Thread: Why would I want to use connection pooling middleware?
I have a PostgreSQL 8.3.5 server with max_connections = 400. At this moment, I have 223 open connections, including 64 from a bunch of webserver processes and about 100 from desktop machines running a particular application. The rest are from various scheduled processes and other assorted things. Now, I know there are projects like pgpool- II that can serve to pool connections to the server. Why would I want to do that, though? I understand why pooling within a process itself is a good thing. However, say I have two users running the same program on different desktop machines.
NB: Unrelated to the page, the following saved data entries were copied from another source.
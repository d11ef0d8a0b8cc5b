//! URL slug generation for listings, cities, and CMS pages.

/// Derive a URL slug from a display name.
///
/// Lowercases, maps runs of non-alphanumeric characters to a single
/// hyphen, and trims leading/trailing hyphens.
///
/// # Examples
///
/// ```
/// use estatia_core::naming::slugify;
///
/// assert_eq!(slugify("Sunset Villa"), "sunset-villa");
/// assert_eq!(slugify("2BR  Apartment - District 7"), "2br-apartment-district-7");
/// ```
pub fn slugify(name: &str) -> String {
    let mut slug = String::with_capacity(name.len());
    let mut pending_hyphen = false;

    for c in name.chars() {
        if c.is_ascii_alphanumeric() {
            if pending_hyphen && !slug.is_empty() {
                slug.push('-');
            }
            pending_hyphen = false;
            slug.push(c.to_ascii_lowercase());
        } else {
            pending_hyphen = true;
        }
    }

    slug
}

#[cfg(test)]
mod tests {
    use super::*;

    #[test]
    fn simple_title() {
        assert_eq!(slugify("Sunset Villa"), "sunset-villa");
    }

    #[test]
    fn collapses_separator_runs() {
        assert_eq!(slugify("2BR  Apartment - District 7"), "2br-apartment-district-7");
    }

    #[test]
    fn trims_leading_and_trailing_separators() {
        assert_eq!(slugify("  Penthouse!  "), "penthouse");
    }

    #[test]
    fn empty_input_yields_empty_slug() {
        assert_eq!(slugify(""), "");
    }

    #[test]
    fn non_ascii_characters_are_dropped() {
        // Accented characters count as separators, not letters.
        assert_eq!(slugify("Café Corner"), "caf-corner");
    }
}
At present, those applications connect with the same username/password that's tied to the program and not the actual user. It seems like if Abby and Barb end up sharing the same connection from the pool, and Abby runs some giant report query, then Barb would get held back while she waits for it to finish. Is that true? Even if not, what would be the advantage in the two of them sharing a connection? I'm just trying to wrap my head around this. Thanks! -- Kirk Strauser
Kirk Strauser <kirk@strauser.com> writes: > I have a PostgreSQL 8.3.5 server with max_connections = 400. At this > moment, I have 223 open connections, including 64 from a bunch of > webserver processes and about 100 from desktop machines running a > particular application. The rest are from various scheduled processes > and other assorted things. Now, I know there are projects like pgpool- > II that can serve to pool connections to the server. Why would I want > to do that, though? Idle backends eat resources that would be better spent elsewhere. (I'm assuming that the majority of those 223 backends aren't actually doing anything at any one instant.) As an example, any system catalog update has to be broadcast to all live backends, and they all have to dutifully search their catalog caches to flush stale entries. That costs the same whether the backend is being put to use or has been sitting idle for minutes. There's no percentage in trying to pool connections from applications that are constantly doing something; but webserver sessions tend to have lots of user "think time" as well as similar DB environments, so often they can be pooled profitably. regards, tom lane
Tom Lane wrote: > Kirk Strauser <kirk@strauser.com> writes: > > I have a PostgreSQL 8.3.5 server with max_connections = 400. At this > > moment, I have 223 open connections, including 64 from a bunch of > > webserver processes and about 100 from desktop machines running a > > particular application. The rest are from various scheduled processes > > and other assorted things. Now, I know there are projects like pgpool- > > II that can serve to pool connections to the server. Why would I want > > to do that, though? > > Idle backends eat resources that would be better spent elsewhere. > (I'm assuming that the majority of those 223 backends aren't actually > doing anything at any one instant.) As an example, any system catalog > update has to be broadcast to all live backends, and they all have to > dutifully search their catalog caches to flush stale entries. That costs > the same whether the backend is being put to use or has been sitting > idle for minutes. Also, memory wasted in per-process memory is memory not used for caches. -- Alvaro Herrera http://www.CommandPrompt.com/ The PostgreSQL Company - Command Prompt, Inc.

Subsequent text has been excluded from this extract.